Mistra
The city of Mistra or Mystrás (in Greek Μυστράς or Myzithrás ( Μυζηθράς ) in the Chronique of Morée ) was a city rich located in Morée in the Peloponnese, close to the antique Sparte.
The city is roughly with eight kilometers in the west of the modern city of Sparte. In 1249, Mistra became the Latin seat of the Principauté of Achaïe, established in 1205 after the conquest of Constantinople at the time of the Fourth crusade, by the prince Guillaume II of Villehardouin, a large-nephew of the historian of the fourth crusade Geoffroi de Villehardouin; it built a palate there.
In 1261, Latin yielded Mystras and other fortresses in the south-east of the Peloponnese like ransom for Guillaume II, who had been captured at the time of the Bataille of Pélagonie, and Michel VIII Paleologist made of it the seat of new the Despotat de Morée. It remained the capital of the despot, directed by close relatives of the Byzantine emperors, although Venice always controlled the coast and the islands of them. Mistra and the remainder of Morée became relatively prosperous after 1261, compared with the remainder of the Empire.

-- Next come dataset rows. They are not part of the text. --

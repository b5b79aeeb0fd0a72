#[cfg(feature = "serde-support")]
use serde::{Deserialize, Serialize};

/// An engine-neutral texture/vertex format. Only formats with a direct
/// equivalent in both DXGI and vulkan are included, which keeps translation
/// lossless in both directions.
#[derive(Copy, Clone, Debug, PartialEq, Eq, Hash)]
#[cfg_attr(feature = "serde-support", derive(Serialize, Deserialize))]
pub enum KilnFormat {
    Unknown,
    R8Unorm,
    R8G8B8A8Unorm,
    R8G8B8A8Srgb,
    B8G8R8A8Unorm,
    B8G8R8A8Srgb,
    R10G10B10A2Unorm,
    R11G11B10Float,
    R16Float,
    R16G16Float,
    R16G16B16A16Float,
    R32Uint,
    R32Float,
    R32G32Float,
    R32G32B32A32Float,
    D16Unorm,
    D24UnormS8Uint,
    D32Float,
    D32FloatS8Uint,
}

impl Default for KilnFormat {
    fn default() -> Self {
        KilnFormat::Unknown
    }
}

/// One row of the translation table: a format and its raw numeric values in
/// the two native enums (`DXGI_FORMAT` and `VkFormat`).
#[derive(Copy, Clone, Debug)]
pub struct KilnFormatMapping {
    pub format: KilnFormat,
    pub dxgi_raw: u32,
    pub vk_raw: i32,
}

const fn mapping(
    format: KilnFormat,
    dxgi_raw: u32,
    vk_raw: i32,
) -> KilnFormatMapping {
    KilnFormatMapping {
        format,
        dxgi_raw,
        vk_raw,
    }
}

/// Built at compile time so lookups never race and never allocate. `Unknown`
/// deliberately has no row, lookups that miss fall back to it.
pub const FORMAT_TABLE: &[KilnFormatMapping] = &[
    mapping(KilnFormat::R8Unorm, 61, 9),
    mapping(KilnFormat::R8G8B8A8Unorm, 28, 37),
    mapping(KilnFormat::R8G8B8A8Srgb, 29, 43),
    mapping(KilnFormat::B8G8R8A8Unorm, 87, 44),
    mapping(KilnFormat::B8G8R8A8Srgb, 91, 50),
    mapping(KilnFormat::R10G10B10A2Unorm, 24, 64),
    mapping(KilnFormat::R11G11B10Float, 26, 122),
    mapping(KilnFormat::R16Float, 54, 76),
    mapping(KilnFormat::R16G16Float, 34, 83),
    mapping(KilnFormat::R16G16B16A16Float, 10, 97),
    mapping(KilnFormat::R32Uint, 42, 98),
    mapping(KilnFormat::R32Float, 41, 100),
    mapping(KilnFormat::R32G32Float, 16, 103),
    mapping(KilnFormat::R32G32B32A32Float, 2, 109),
    mapping(KilnFormat::D16Unorm, 55, 124),
    mapping(KilnFormat::D24UnormS8Uint, 45, 129),
    mapping(KilnFormat::D32Float, 40, 126),
    mapping(KilnFormat::D32FloatS8Uint, 20, 130),
];

impl KilnFormat {
    fn table_entry(self) -> Option<&'static KilnFormatMapping> {
        FORMAT_TABLE.iter().find(|x| x.format == self)
    }

    /// The raw numeric `DXGI_FORMAT` value, `DXGI_FORMAT_UNKNOWN` (0) for
    /// `Unknown`
    pub fn to_dxgi_raw(self) -> u32 {
        self.table_entry().map(|x| x.dxgi_raw).unwrap_or(0)
    }

    /// The raw numeric `VkFormat` value, `VK_FORMAT_UNDEFINED` (0) for
    /// `Unknown`
    pub fn to_vk_raw(self) -> i32 {
        self.table_entry().map(|x| x.vk_raw).unwrap_or(0)
    }

    pub fn from_dxgi_raw(raw: u32) -> KilnFormat {
        FORMAT_TABLE
            .iter()
            .find(|x| x.dxgi_raw == raw)
            .map(|x| x.format)
            .unwrap_or(KilnFormat::Unknown)
    }

    pub fn from_vk_raw(raw: i32) -> KilnFormat {
        FORMAT_TABLE
            .iter()
            .find(|x| x.vk_raw == raw)
            .map(|x| x.format)
            .unwrap_or(KilnFormat::Unknown)
    }

    pub fn is_undefined(self) -> bool {
        self == KilnFormat::Unknown
    }

    pub fn has_depth(self) -> bool {
        matches!(
            self,
            KilnFormat::D16Unorm
                | KilnFormat::D24UnormS8Uint
                | KilnFormat::D32Float
                | KilnFormat::D32FloatS8Uint
        )
    }

    pub fn has_stencil(self) -> bool {
        matches!(self, KilnFormat::D24UnormS8Uint | KilnFormat::D32FloatS8Uint)
    }

    pub fn has_depth_or_stencil(self) -> bool {
        self.has_depth() || self.has_stencil()
    }

    /// Bytes per texel. Depth/stencil formats report their packed native size.
    pub fn block_size_in_bytes(self) -> u32 {
        match self {
            KilnFormat::Unknown => 0,
            KilnFormat::R8Unorm => 1,
            KilnFormat::R16Float | KilnFormat::D16Unorm => 2,
            KilnFormat::R8G8B8A8Unorm
            | KilnFormat::R8G8B8A8Srgb
            | KilnFormat::B8G8R8A8Unorm
            | KilnFormat::B8G8R8A8Srgb
            | KilnFormat::R10G10B10A2Unorm
            | KilnFormat::R11G11B10Float
            | KilnFormat::R16G16Float
            | KilnFormat::R32Uint
            | KilnFormat::R32Float
            | KilnFormat::D24UnormS8Uint
            | KilnFormat::D32Float => 4,
            KilnFormat::R16G16B16A16Float
            | KilnFormat::R32G32Float
            | KilnFormat::D32FloatS8Uint => 8,
            KilnFormat::R32G32B32A32Float => 16,
        }
    }
}

#[cfg(test)]
mod test {
    use super::*;

    #[test]
    fn dxgi_round_trip_is_closed() {
        for entry in FORMAT_TABLE {
            let raw = entry.format.to_dxgi_raw();
            assert_eq!(raw, entry.dxgi_raw);
            assert_eq!(KilnFormat::from_dxgi_raw(raw), entry.format);
        }
    }

    #[test]
    fn vk_round_trip_is_closed() {
        for entry in FORMAT_TABLE {
            let raw = entry.format.to_vk_raw();
            assert_eq!(raw, entry.vk_raw);
            assert_eq!(KilnFormat::from_vk_raw(raw), entry.format);
        }
    }

    #[test]
    fn unmapped_raw_values_fall_back_to_unknown() {
        // DXGI_FORMAT_R32G32B32A32_TYPELESS and a nonsense value
        assert_eq!(KilnFormat::from_dxgi_raw(1), KilnFormat::Unknown);
        assert_eq!(KilnFormat::from_dxgi_raw(0xFFFF), KilnFormat::Unknown);
        // VK_FORMAT_R4G4_UNORM_PACK8 and a nonsense value
        assert_eq!(KilnFormat::from_vk_raw(1), KilnFormat::Unknown);
        assert_eq!(KilnFormat::from_vk_raw(-5), KilnFormat::Unknown);
        assert_eq!(KilnFormat::Unknown.to_dxgi_raw(), 0);
        assert_eq!(KilnFormat::Unknown.to_vk_raw(), 0);
    }

    #[test]
    fn raw_values_are_unique() {
        for (i, a) in FORMAT_TABLE.iter().enumerate() {
            for b in &FORMAT_TABLE[i + 1..] {
                assert_ne!(a.dxgi_raw, b.dxgi_raw);
                assert_ne!(a.vk_raw, b.vk_raw);
            }
        }
    }

    #[test]
    fn depth_stencil_predicates() {
        assert!(KilnFormat::D24UnormS8Uint.has_depth());
        assert!(KilnFormat::D24UnormS8Uint.has_stencil());
        assert!(KilnFormat::D32Float.has_depth());
        assert!(!KilnFormat::D32Float.has_stencil());
        assert!(!KilnFormat::R8G8B8A8Unorm.has_depth_or_stencil());
    }
}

Under the Theodore despot it had become the second plus big city of the Empire after Constantinople, and the palate of Guillaume II had become the second residence of the emperors.

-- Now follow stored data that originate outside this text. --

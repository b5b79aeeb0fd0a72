pub mod null;

#[cfg(feature = "kiln-vulkan")]
pub mod vulkan;

#[cfg(feature = "kiln-dx12")]
pub mod dx12;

Mistra was also the last center of Byzantine study; There Gemiste Pléthon the philosopher neoplatonician lived until his death in 1452. He and other disciples based with Mistra influenced the Italy Renaissance, particularly after they accompanied the emperor Jean VIII Paleologist with Florence in 1439.
The last Byzantine emperor, Constantin XI was despotic in Mistra before becoming emperor. Demetrius Paleologist the last despot of Morée, returned the city to the Othoman emperor Mehmet II the May 31st 1460. The Venitiens occupied the town of 1687 with 1715, then the Turks held it until in 1832, when it was abandoned with Othon Ier of Greece.
In 1989 ruins, including the fortress, the palate, churches, and the monasteries, are registered with the World heritage UNESCO. The city today is inhabited more only by some orthodoxe nuns, which occupy the monastery of Pantanassa.